Data compiled from NCES, individual university registrar reports, and published academic research. Averages represent approximate national figures and vary by institution.

Why STEM GPAs Are Systematically Lower

Objective Grading

STEM courses rely heavily on exams with right-or-wrong answers. There is less room for subjective grading, partial credit, or effort-based assessment. A proof is correct or it is not. An engineering calculation works or it does not.

Curved Exams

Many STEM courses use curves that normalize grades, making it structurally harder to earn A's. When the class average on an exam is 55%, even strong students may receive B's. This is standard practice in physics, chemistry, and engineering.

Weed-Out Courses

STEM programs intentionally have difficult early courses (Organic Chemistry, Calculus II, Introduction to Circuits) designed to filter students. These courses have high failure rates and pull down major averages significantly.

Cumulative Knowledge

STEM courses build on each other. Struggling in Calculus I affects performance in Calculus II, Physics, and Engineering courses. This cumulative nature means early difficulties compound, unlike humanities where each course can be relatively independent.

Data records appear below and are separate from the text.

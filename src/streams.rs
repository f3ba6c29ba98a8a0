// Licensed under the Apache License, Version 2.0 (the "License");
// you may not use this file except in compliance with the License.
// You may obtain a copy of the License at
//
//     http://www.apache.org/licenses/LICENSE-2.0
//
// Unless required by applicable law or agreed to in writing, software
// distributed under the License is distributed on an "AS IS" BASIS,
// WITHOUT WARRANTIES OR CONDITIONS OF ANY KIND, either express or implied.
// See the License for the specific language governing permissions and
// limitations under the License.

use std::collections::HashMap;
use std::sync::Mutex;
use std::sync::atomic::AtomicBool;
use std::sync::atomic::Ordering;
use std::time::Duration;
use std::time::Instant;

use serde_json::Value;
use uuid::Uuid;

use crate::connection::ConnId;
use crate::expose::ItemStream;
use crate::prelude::*;

struct StreamEntry {
    client: Option<ConnId>,
    created: Instant,
    linger_started: Option<Instant>,
    stream: ItemStream,
}

/// Live iterators kept between follow-up fetches, keyed by stream id. The
/// single mutex here doubles as the housekeeper mutex: `sweep` holds it for
/// the whole pass, everything else holds it briefly. Iterators are advanced
/// with the entry taken out of the map, so user iterator code never runs
/// under the lock.
pub struct StreamRegistry {
    entries: Mutex<HashMap<String, StreamEntry>>,
    closed: AtomicBool,
}

impl StreamRegistry {
    pub fn new() -> Self {
        Self {
            entries: Mutex::new(HashMap::new()),
            closed: AtomicBool::new(false),
        }
    }

    /// Park an iterator result and hand back the fresh stream id the client
    /// will fetch items with.
    pub fn register(&self, stream: ItemStream, client: ConnId) -> Result<String> {
        if self.closed.load(Ordering::Acquire) {
            bail!(PyroError::Protocol("daemon is shutting down".into()));
        }
        let stream_id = Uuid::new_v4().to_string();
        let entry = StreamEntry {
            client: Some(client),
            created: Instant::now(),
            linger_started: None,
            stream,
        };
        self.lock().insert(stream_id.clone(), entry);
        Ok(stream_id)
    }

    /// Advance a stream. A lingering entry is re-bound to the calling
    /// connection. Exhaustion and iterator errors remove the entry and
    /// surface as errors; an unknown id means the stream was already
    /// terminated.
    pub fn next_item(&self, stream_id: &str, caller: ConnId) -> Result<Value> {
        let mut entry = self
            .lock()
            .remove(stream_id)
            .ok_or_else(|| anyhow!(PyroError::Generic("item stream terminated".into())))?;
        if entry.client.is_none() {
            entry.client = Some(caller);
            entry.linger_started = None;
        }
        match entry.stream.next() {
            Some(Ok(item)) => {
                if self.closed.load(Ordering::Acquire) {
                    bail!(PyroError::Protocol("daemon is shutting down".into()));
                }
                self.lock().insert(stream_id.to_owned(), entry);
                Ok(item)
            },
            Some(Err(err)) => Err(err),
            None => bail!(PyroError::StreamExhausted),
        }
    }

    pub fn close(&self, stream_id: &str) {
        self.lock().remove(stream_id);
    }

    /// The originating client went away: start the linger grace period when
    /// one is configured, drop its streams outright otherwise.
    pub fn disconnect(&self, client: ConnId, linger: Duration, now: Instant) {
        let mut entries = self.lock();
        if linger > Duration::ZERO {
            for entry in entries.values_mut() {
                if entry.client == Some(client) {
                    entry.client = None;
                    entry.linger_started = Some(now);
                }
            }
        } else {
            entries.retain(|_, entry| entry.client != Some(client));
        }
    }

    /// Drop entries past their lifetime, and lingering entries past the
    /// linger period. Zero durations disable the respective expiry.
    pub fn sweep(&self, now: Instant, lifetime: Duration, linger: Duration) {
        let mut entries = self.lock();
        if lifetime > Duration::ZERO {
            entries.retain(|_, entry| now.duration_since(entry.created) <= lifetime);
        }
        if linger > Duration::ZERO {
            entries.retain(|_, entry| {
                entry
                    .linger_started
                    .is_none_or(|started| now.duration_since(started) <= linger)
            });
        }
    }

    /// Drop everything and refuse further registrations. Called at daemon
    /// shutdown.
    pub fn clear(&self) {
        self.closed.store(true, Ordering::Release);
        self.lock().clear();
    }

    pub fn len(&self) -> usize {
        self.lock().len()
    }

    pub fn is_empty(&self) -> bool {
        self.lock().is_empty()
    }

    fn lock(&self) -> std::sync::MutexGuard<'_, HashMap<String, StreamEntry>> {
        self.entries.lock().expect("stream registry lock")
    }
}

impl Default for StreamRegistry {
    fn default() -> Self {
        Self::new()
    }
}

#[cfg(test)]
mod tests {
    use serde_json::json;

    use super::*;

    fn number_stream(n: i64) -> ItemStream {
        Box::new((0..n).map(|i| Ok(json!(i))))
    }

    const CLIENT_A: ConnId = ConnId(1);
    const CLIENT_B: ConnId = ConnId(2);

    #[test]
    fn items_come_back_in_order_then_the_stream_ends() {
        let registry = StreamRegistry::new();
        let sid = registry.register(number_stream(3), CLIENT_A).unwrap();
        for i in 0..3 {
            assert_eq!(registry.next_item(&sid, CLIENT_A).unwrap(), json!(i));
        }
        let err = registry.next_item(&sid, CLIENT_A).unwrap_err();
        assert_eq!(crate::errors::wire_kind(&err), "StopIteration");
        // The entry is gone now, so one more fetch reports termination.
        let err = registry.next_item(&sid, CLIENT_A).unwrap_err();
        assert_eq!(err.to_string(), "item stream terminated");
    }

    #[test]
    fn iterator_errors_terminate_the_stream() {
        let registry = StreamRegistry::new();
        let stream: ItemStream = Box::new(
            vec![Ok(json!(1)), Err(anyhow!(PyroError::Generic("broken".into())))].into_iter(),
        );
        let sid = registry.register(stream, CLIENT_A).unwrap();
        assert_eq!(registry.next_item(&sid, CLIENT_A).unwrap(), json!(1));
        assert!(registry.next_item(&sid, CLIENT_A).is_err());
        assert!(registry.is_empty());
    }

    #[test]
    fn close_is_a_silent_noop_on_unknown_ids() {
        let registry = StreamRegistry::new();
        registry.close("no-such-stream");
        let sid = registry.register(number_stream(1), CLIENT_A).unwrap();
        registry.close(&sid);
        assert!(registry.is_empty());
    }

    #[test]
    fn disconnect_without_linger_drops_only_the_clients_streams() {
        let registry = StreamRegistry::new();
        let _a = registry.register(number_stream(5), CLIENT_A).unwrap();
        let b = registry.register(number_stream(5), CLIENT_B).unwrap();
        registry.disconnect(CLIENT_A, Duration::ZERO, Instant::now());
        assert_eq!(registry.len(), 1);
        assert_eq!(registry.next_item(&b, CLIENT_B).unwrap(), json!(0));
    }

    #[test]
    fn lingering_streams_rebind_to_the_next_caller() {
        let registry = StreamRegistry::new();
        let sid = registry.register(number_stream(5), CLIENT_A).unwrap();
        assert_eq!(registry.next_item(&sid, CLIENT_A).unwrap(), json!(0));

        registry.disconnect(CLIENT_A, Duration::from_secs(2), Instant::now());
        assert_eq!(registry.len(), 1);

        // A reconnecting client resumes where the old one stopped.
        assert_eq!(registry.next_item(&sid, CLIENT_B).unwrap(), json!(1));

        // The re-bind cleared the linger stamp: a later sweep must not
        // reap the stream on linger grounds.
        registry.sweep(
            Instant::now() + Duration::from_secs(10),
            Duration::ZERO,
            Duration::from_secs(2),
        );
        assert_eq!(registry.len(), 1);
    }

    #[test]
    fn sweep_enforces_lifetime_and_linger() {
        let registry = StreamRegistry::new();
        let now = Instant::now();
        let lifetime = Duration::from_secs(60);
        let linger = Duration::from_secs(2);

        let _fresh = registry.register(number_stream(5), CLIENT_A).unwrap();
        let lingering = registry.register(number_stream(5), CLIENT_B).unwrap();
        registry.disconnect(CLIENT_B, linger, now);

        // No time passed: sweeping changes nothing, twice over.
        registry.sweep(now, lifetime, linger);
        registry.sweep(now, lifetime, linger);
        assert_eq!(registry.len(), 2);

        // Past the linger period the disconnected client's stream goes.
        registry.sweep(now + Duration::from_secs(3), lifetime, linger);
        assert_eq!(registry.len(), 1);
        assert!(registry.next_item(&lingering, CLIENT_B).is_err());

        // Past the lifetime everything goes.
        registry.sweep(now + Duration::from_secs(61), lifetime, linger);
        assert!(registry.is_empty());
    }

    #[test]
    fn zero_durations_disable_expiry() {
        let registry = StreamRegistry::new();
        registry.register(number_stream(1), CLIENT_A).unwrap();
        registry.sweep(
            Instant::now() + Duration::from_secs(3600),
            Duration::ZERO,
            Duration::ZERO,
        );
        assert_eq!(registry.len(), 1);
    }

    #[test]
    fn clear_empties_and_refuses_new_registrations() {
        let registry = StreamRegistry::new();
        registry.register(number_stream(3), CLIENT_A).unwrap();
        registry.clear();
        assert!(registry.is_empty());
        assert!(registry.register(number_stream(3), CLIENT_A).is_err());
    }
}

Why This Matters for Your Applications

Sophisticated employers and graduate admissions committees understand that GPA context matters. A 3.0 in Aerospace Engineering from a rigorous program signals different ability than a 3.0 in Communications. Here is how different audiences interpret major-adjusted GPA:

  • * Graduate schools in technical fields often weight your major GPA more heavily than your cumulative GPA. Many engineering programs consider a 3.2 in engineering equivalent to a 3.5+ in non-technical fields.
  • * Elite employers (McKinsey, Goldman Sachs) recruiting from engineering and science programs sometimes apply lower GPA cutoffs for STEM majors than for business or liberal arts majors.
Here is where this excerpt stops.